Justiça mantém condenação que obriga empresa a indenizar consumidor por danos morais

A Terceira Câmara Cível do Tribunal de Justiça da Paraíba (TJPB) decidiu, à unanimidade, negar provimento ao recurso de apelação, mantendo a decisão que condenou a empresa B2W Companhia Global de Varejo ao pagamento de indenização, de R$ cinco mil, ao consumidor José de Alencar Guimarães, por danos morais. O desprovimento do recurso se deu durante sessão ordinária realizada nesta terça-feira (6). O relator do processo (0017587-62.2010.815.0011) foi o juiz convocado José Guedes Cavalcanti Neto.
A Terceira Câmara Cível do Tribunal de Justiça da Paraíba (TJPB) decidiu, à unanimidade, negar provimento ao recurso de apelação, mantendo a decisão que condenou a empresa B2W Companhia Global de Varejo ao pagamento de indenização, de R$ cinco mil, ao consumidor José de Alencar Guimarães, por danos morais.

O desprovimento do recurso se deu durante sessão ordinária realizada nesta terça-feira (6). O relator do processo (0017587-62.2010.815.0011) foi o juiz convocado José Guedes Cavalcanti Neto.

Consta nos autos que o consumidor adquiriu junto a empresa um refrigerador, da marca Consul, além de garantia estendida por dois anos, para presentear um casal de amigos que acabara de casar.

No entanto, apesar de ter sido informado que o prazo da entrega do produto era de no máximo 18 dias úteis, a mercadoria só foi entregue 20 meses após a compra, depois de imposição judicial.

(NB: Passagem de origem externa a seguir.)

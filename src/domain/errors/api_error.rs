//! API call error types.

use thiserror::Error;

use super::StorageError;
use crate::domain::validation::ValidationErrors;

/// Failure of a call against the user-management API.
#[derive(Debug, Error)]
#[allow(missing_docs)]
pub enum ApiError {
    /// Non-2xx response. `fields` holds the per-field messages from the
    /// response body's `data` object, empty when the body had none.
    #[error("request rejected with status {status}: {message}")]
    Rejected {
        status: u16,
        message: String,
        fields: ValidationErrors,
    },

    #[error("network error: {message}")]
    Network { message: String },

    #[error("failed to decode response: {message}")]
    Decode { message: String },

    #[error("no session token available")]
    NotAuthenticated,

    #[error("token storage error: {0}")]
    Storage(#[from] StorageError),

    #[error("unexpected error: {message}")]
    Unexpected { message: String },
}

impl ApiError {
    /// Creates rejection error.
    #[must_use]
    pub fn rejected(status: u16, message: impl Into<String>, fields: ValidationErrors) -> Self {
        Self::Rejected {
            status,
            message: message.into(),
            fields,
        }
    }

    /// Creates network error.
    #[must_use]
    pub fn network(message: impl Into<String>) -> Self {
        Self::Network {
            message: message.into(),
        }
    }

    /// Creates decode error.
    #[must_use]
    pub fn decode(message: impl Into<String>) -> Self {
        Self::Decode {
            message: message.into(),
        }
    }

    /// Creates unexpected error.
    #[must_use]
    pub fn unexpected(message: impl Into<String>) -> Self {
        Self::Unexpected {
            message: message.into(),
        }
    }

    /// Returns server-reported field messages, empty for non-rejections.
    #[must_use]
    pub fn fields(&self) -> ValidationErrors {
        match self {
            Self::Rejected { fields, .. } => fields.clone(),
            _ => ValidationErrors::new(),
        }
    }

    /// Returns the flat message to show above a form.
    #[must_use]
    pub fn banner(&self) -> String {
        match self {
            Self::Rejected { message, .. } => message.clone(),
            Self::Network { message } => format!("Network error: {message}"),
            Self::NotAuthenticated => "You are not logged in.".to_string(),
            _ => self.to_string(),
        }
    }

    /// Returns HTTP status for rejections.
    #[must_use]
    pub const fn status(&self) -> Option<u16> {
        match self {
            Self::Rejected { status, .. } => Some(*status),
            _ => None,
        }
    }

    /// Returns whether the server refused the bearer token.
    #[must_use]
    pub const fn is_unauthorized(&self) -> bool {
        matches!(self, Self::Rejected { status: 401, .. })
    }
}
//! Session resolution at startup.

use tracing::{debug, info};

use crate::application::dto::TokenSource;
use crate::application::services::SessionStore;
use crate::domain::entities::AuthToken;

/// Restores the session flag from available token sources.
///
/// The token is not checked against the server; a stale token only shows up
/// when a protected call is rejected.
pub struct ResolveSessionUseCase {
    session: SessionStore,
}

impl ResolveSessionUseCase {
    /// Creates new use case.
    #[must_use]
    pub const fn new(session: SessionStore) -> Self {
        Self { session }
    }

    /// Resolves token from storage or CLI/Env and adopts it.
    ///
    /// Priority:
    /// 1. Token storage
    /// 2. CLI/Env (passed as argument)
    ///
    /// Storage failures are treated as "no stored token".
    pub async fn execute(&self, cli_token: Option<String>) -> Option<TokenSource> {
        debug!("Checking token storage for a session");
        match self.session.stored_token().await {
            Ok(Some(token)) => {
                info!("Using token from token storage");
                self.session.adopt(token);
                return Some(TokenSource::Storage);
            }
            Ok(None) => {
                debug!("No token found in token storage");
            }
            Err(e) => {
                debug!(error = %e, "Failed to read token storage");
            }
        }

        if let Some(token) = cli_token.as_deref().and_then(AuthToken::new) {
            info!("Using token from command line / environment");
            self.session.adopt(token);
            return Some(TokenSource::CommandLine);
        }

        debug!("No token found in any source");
        None
    }
}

A empresa alegou, no recurso, que a falha na prestação do serviço se deu por parte da transportadora, sendo assim, não podendo ser responsabilizada pela conduta de terceiros.

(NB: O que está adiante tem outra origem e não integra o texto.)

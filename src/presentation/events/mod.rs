//! Key classification shared by every screen.

use crossterm::event::{KeyCode, KeyEvent, KeyModifiers};

/// Terminal key classifier.
pub struct EventHandler;

impl EventHandler {
    /// Ctrl+C: quits from any screen, including forms.
    #[must_use]
    pub fn is_force_quit_event(key: &KeyEvent) -> bool {
        matches!(
            key,
            KeyEvent {
                code: KeyCode::Char('c'),
                modifiers: KeyModifiers::CONTROL,
                ..
            }
        )
    }

    /// `q`, `Esc` or Ctrl+C. Only screens without text input honor `q`/`Esc`.
    #[must_use]
    pub fn is_quit_event(key: &KeyEvent) -> bool {
        Self::is_force_quit_event(key)
            || matches!(
                key,
                KeyEvent {
                    code: KeyCode::Char('q') | KeyCode::Esc,
                    modifiers: KeyModifiers::NONE,
                    ..
                }
            )
    }

    /// Checks if key is a submit event.
    #[must_use]
    pub fn is_submit_event(key: &KeyEvent) -> bool {
        matches!(
            key,
            KeyEvent {
                code: KeyCode::Enter,
                ..
            }
        )
    }

    /// Ctrl+X ends the session on protected screens.
    #[must_use]
    pub fn is_logout_event(key: &KeyEvent) -> bool {
        matches!(
            key,
            KeyEvent {
                code: KeyCode::Char('x'),
                modifiers: KeyModifiers::CONTROL,
                ..
            }
        )
    }

    #[must_use]
    pub fn is_next_field_event(key: &KeyEvent) -> bool {
        matches!(key.code, KeyCode::Tab | KeyCode::Down)
    }

    #[must_use]
    pub fn is_prev_field_event(key: &KeyEvent) -> bool {
        matches!(key.code, KeyCode::BackTab | KeyCode::Up)
    }

    /// Ctrl+<c>, used for in-form navigation shortcuts.
    #[must_use]
    pub fn is_ctrl(key: &KeyEvent, c: char) -> bool {
        key.code == KeyCode::Char(c) && key.modifiers.contains(KeyModifiers::CONTROL)
    }
}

Ao negar o pedido, o relator ressaltou que a falha na prestação da entrega da mercadoria é latente, mesmo após a empresa de varejo tomar ciência acerca da não entrega do bem, cingindo apenas a alegar que a falha se deu por culpa exclusiva da transportadora.

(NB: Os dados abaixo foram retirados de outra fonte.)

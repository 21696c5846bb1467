//! Session and routing services.

mod route_gate;
mod session_store;

pub use route_gate::{GateDecision, RouteGate};
pub use session_store::SessionStore;
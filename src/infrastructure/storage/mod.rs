//! Token storage adapters.

mod file_storage;
mod keyring_storage;

use std::sync::Arc;

pub use file_storage::FileTokenStorage;
pub use keyring_storage::KeyringTokenStorage;

use crate::domain::errors::StorageError;
use crate::domain::ports::TokenStoragePort;
use crate::infrastructure::config::TokenStoreKind;

/// Builds the configured token store.
///
/// # Errors
/// Returns error if the file store cannot determine its data directory.
pub fn build_token_storage(
    kind: TokenStoreKind,
) -> Result<Arc<dyn TokenStoragePort>, StorageError> {
    match kind {
        TokenStoreKind::File => Ok(Arc::new(FileTokenStorage::new()?)),
        TokenStoreKind::Keyring => Ok(Arc::new(KeyringTokenStorage::new())),
    }
}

“A alegação da empresa recorrente não deve prosperar. É que, a teor do artigo 14, do CPC, o fornecedor de serviços responde, independentemente da existência de culpa, pela reparação dos danos causados aos consumidores por defeitos relativos à prestação dos serviços”, observou José Guedes.

O entendimento, também, foi acompanhado pelo revisor, juiz Marcos Coelho de Salles, e pela presidente do órgão fracionário, desembargadora Maria das Graças Morais Guedes.